Побежал к флигелю. Около двери задержался, дернул за ручку – заперто. Оглянулся на Егорушку, показал кулак и подскочил к закрытому ставнями окну.
– Эй, открой! – закричал срывающимся голосом. – Это я, Ермей Сатар! Открывай скорей! Я пришел!
За окном что-то зашуршало и стихло. Но вскоре послышался шумок в сенях. И опять стихло. Еремей подошел к двери, пнул ее.
– Открывай, я один.
Дверь приотворилась, он скользнул внутрь. Без интереса посмотрел на женщину в черном, быстро вошел в открытую дверь, которая вела внутрь дома. И споткнулся на пороге: связанные Люся и Антошка сидели друг против друга на стульях; у Люси рот затянут красным платком, белые волосы растрепались, залепили лицо, синие глаза смотрят сквозь них страшно, словно стеклянные, словно неживые; Антошка задергался, заулыбался было, но тут же скис.
– Ермей, ма чулкэм[18]18
Ма чулкэм – я сплоховал (хант.).
[Закрыть],– начал виновато, но Еремей вскинул руку, чтобы помолчал.
– Почему Люся такая? Убили?! – спросил, резко повернувшись к женщине за спиной.
– Нет, мальчик, – та спокойно отвела его руку с ножом, ласково подтолкнула вперед. – Тетя Люся жива. Это она от страха… За тебя боится… Проходи, мы рады, что ты пришел.
– Где Арч? – Еремей решительно подошел к Люсе, сунул нож под веревку.
– А вот этого делать не стоит!
Он рывком повернул голову на голос. Арчев, выскользнув из-за прикрывавшей вторую дверь малиновой завесы, подскочил, сжал Еремею запястье, вывернул руку.
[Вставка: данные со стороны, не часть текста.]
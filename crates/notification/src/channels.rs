//! Per-channel delivery (§4.9). Each function is self-contained and never
//! panics: a delivery failure comes back as `Err(reason)` so the caller can
//! keep fanning out to the other channels (§4.9 "a channel failure MUST NOT
//! prevent attempting the others").

use crate::config::CONFIG;
use serde_json::json;
use std::io::Write;

fn http_client() -> reqwest::Client {
    reqwest::Client::builder()
        .timeout(std::time::Duration::from_secs(10))
        .build()
        .unwrap_or_else(|_| reqwest::Client::new())
}

pub async fn send_file(title: &str, message: &str, severity: &str) -> Result<(), String> {
    std::fs::create_dir_all(&CONFIG.log_dir).map_err(|e| format!("cannot create log dir: {e}"))?;
    let path = format!("{}/alerts_{}.log", CONFIG.log_dir, chrono::Utc::now().format("%Y%m%d"));
    let line = format!("[{}] [{}] {}: {}\n", shared_models::time::now_iso(), severity.to_uppercase(), title, message);
    let mut file = std::fs::OpenOptions::new()
        .create(true)
        .append(true)
        .open(&path)
        .map_err(|e| format!("cannot open {path}: {e}"))?;
    file.write_all(line.as_bytes()).map_err(|e| format!("write failed: {e}"))
}

pub async fn send_discord(title: &str, message: &str, severity: &str) -> Result<(), String> {
    let url = CONFIG.discord_webhook_url.as_ref().ok_or("discord channel not configured")?;
    let color = match severity {
        "critical" => 0xFF0000,
        "warning" => 0xFFA500,
        _ => 0x0099FF,
    };
    let payload = json!({
        "embeds": [{
            "title": title,
            "description": message,
            "color": color,
            "timestamp": shared_models::time::now_iso(),
        }]
    });
    let response = http_client().post(url).json(&payload).send().await.map_err(|e| e.to_string())?;
    if response.status().is_success() {
        Ok(())
    } else {
        Err(format!("discord webhook returned {}", response.status()))
    }
}

pub async fn send_slack(title: &str, message: &str, _severity: &str) -> Result<(), String> {
    let text = format!("*{title}*\n{message}");
    if let Some(webhook) = &CONFIG.slack_webhook_url {
        let response = http_client()
            .post(webhook)
            .json(&json!({ "text": text }))
            .send()
            .await
            .map_err(|e| e.to_string())?;
        return if response.status().is_success() {
            Ok(())
        } else {
            Err(format!("slack webhook returned {}", response.status()))
        };
    }
    let (Some(token), Some(channel)) = (&CONFIG.slack_bot_token, &CONFIG.slack_channel) else {
        return Err("slack channel not configured".to_string());
    };
    let response = http_client()
        .post("https://slack.com/api/chat.postMessage")
        .bearer_auth(token)
        .json(&json!({ "channel": channel, "text": text }))
        .send()
        .await
        .map_err(|e| e.to_string())?;
    let body: serde_json::Value = response.json().await.map_err(|e| e.to_string())?;
    if body.get("ok").and_then(serde_json::Value::as_bool).unwrap_or(false) {
        Ok(())
    } else {
        Err(format!(
            "slack API error: {}",
            body.get("error").and_then(serde_json::Value::as_str).unwrap_or("unknown")
        ))
    }
}

pub async fn send_webhook(title: &str, message: &str, severity: &str) -> Result<(), String> {
    let url = CONFIG.webhook_url.as_ref().ok_or("webhook channel not configured")?;
    let payload = json!({
        "title": title,
        "message": message,
        "severity": severity,
        "timestamp": shared_models::time::now_iso(),
    });
    let response = http_client().post(url).json(&payload).send().await.map_err(|e| e.to_string())?;
    if response.status().is_success() {
        Ok(())
    } else {
        Err(format!("webhook returned {}", response.status()))
    }
}

pub async fn send_email(title: &str, message: &str, to: Option<&str>) -> Result<(), String> {
    use lettre::message::Mailbox;
    use lettre::transport::smtp::authentication::Credentials;
    use lettre::{AsyncSmtpTransport, AsyncTransport, Message, Tokio1Executor};

    if !CONFIG.email_enabled() {
        return Err("email channel not configured".to_string());
    }
    let host = CONFIG.smtp_host.as_ref().unwrap();
    let port = CONFIG.smtp_port.unwrap_or(587);
    let from = CONFIG.smtp_from.as_ref().unwrap();
    let recipient = to.unwrap_or(from);

    let from_box: Mailbox = from.parse().map_err(|e| format!("invalid SMTP_FROM: {e}"))?;
    let to_box: Mailbox = recipient.parse().map_err(|e| format!("invalid recipient: {e}"))?;

    let email = Message::builder()
        .from(from_box)
        .to(to_box)
        .subject(title)
        .body(message.to_string())
        .map_err(|e| format!("cannot build email: {e}"))?;

    let creds = Credentials::new(CONFIG.smtp_user.clone().unwrap(), CONFIG.smtp_password.clone().unwrap());
    let mailer = AsyncSmtpTransport::<Tokio1Executor>::relay(host)
        .map_err(|e| format!("cannot reach {host}: {e}"))?
        .port(port)
        .credentials(creds)
        .build();

    mailer.send(email).await.map(|_| ()).map_err(|e| format!("SMTP send failed: {e}"))
}

#[cfg(test)]
mod tests {
    use super::*;

    #[tokio::test]
    async fn discord_without_config_is_rejected() {
        let result = send_discord("t", "m", "info").await;
        assert!(result.is_err());
    }
}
– Не спеши, шаманенок, – он тихо, удовлетворенно засмеялся. – Мы еще не договорились с тобой о выкупе тети Люси.
Из той же двери появился постаревший, напуганный капитан – Еремей презрительно взглянул на него и отвел глаза; за капитаном вышли: незнакомый, с рыжей бородкой, в шинели, и усатый, который крутил в руке синие очки, другую руку держал за спиной – этого, кажется, видел в коридоре парохода, когда впервые встал с постели.
– Я покажу тебе Сорни Най, – твердо сказал Еремей, глядя в глаза Арчеву. – Когда отпустишь Люсю и Антошку, поведу на имынг тахи.
Арчев задумчиво посмотрел на Люсю, на Антошку.
– Допустим, я отпущу твоих друзей. Но ведь они сразу же помчатся к дорогому товарищу Фролову. Приведут чекистов, что тогда?
– Фролов скоро сам сюда придет, – уверенно заявил Еремей. – Ему Алексей скажет, что я убежал. Они станут меня искать. Быстро найдут, где я.
12
В маленькой, без окон, комнатенке багровый свет большого фонаря играл красными бликами на стеклянных боках бутылей, окрасил густорозовым лица Фролова и Апельбаума. Эксперт, плавными движениями полоскавший в ванночке квадратик бумаги, оправдывался:
– Вы меня простите, а можете, впрочем, не прощать, но репродукция получилась – дрянь, потому что гипосульфит дрянь невообразимейшая. Разве это работа, спрашиваю я вас? И отвечаю, хотя мне и хочется плакать: нет, это не работа!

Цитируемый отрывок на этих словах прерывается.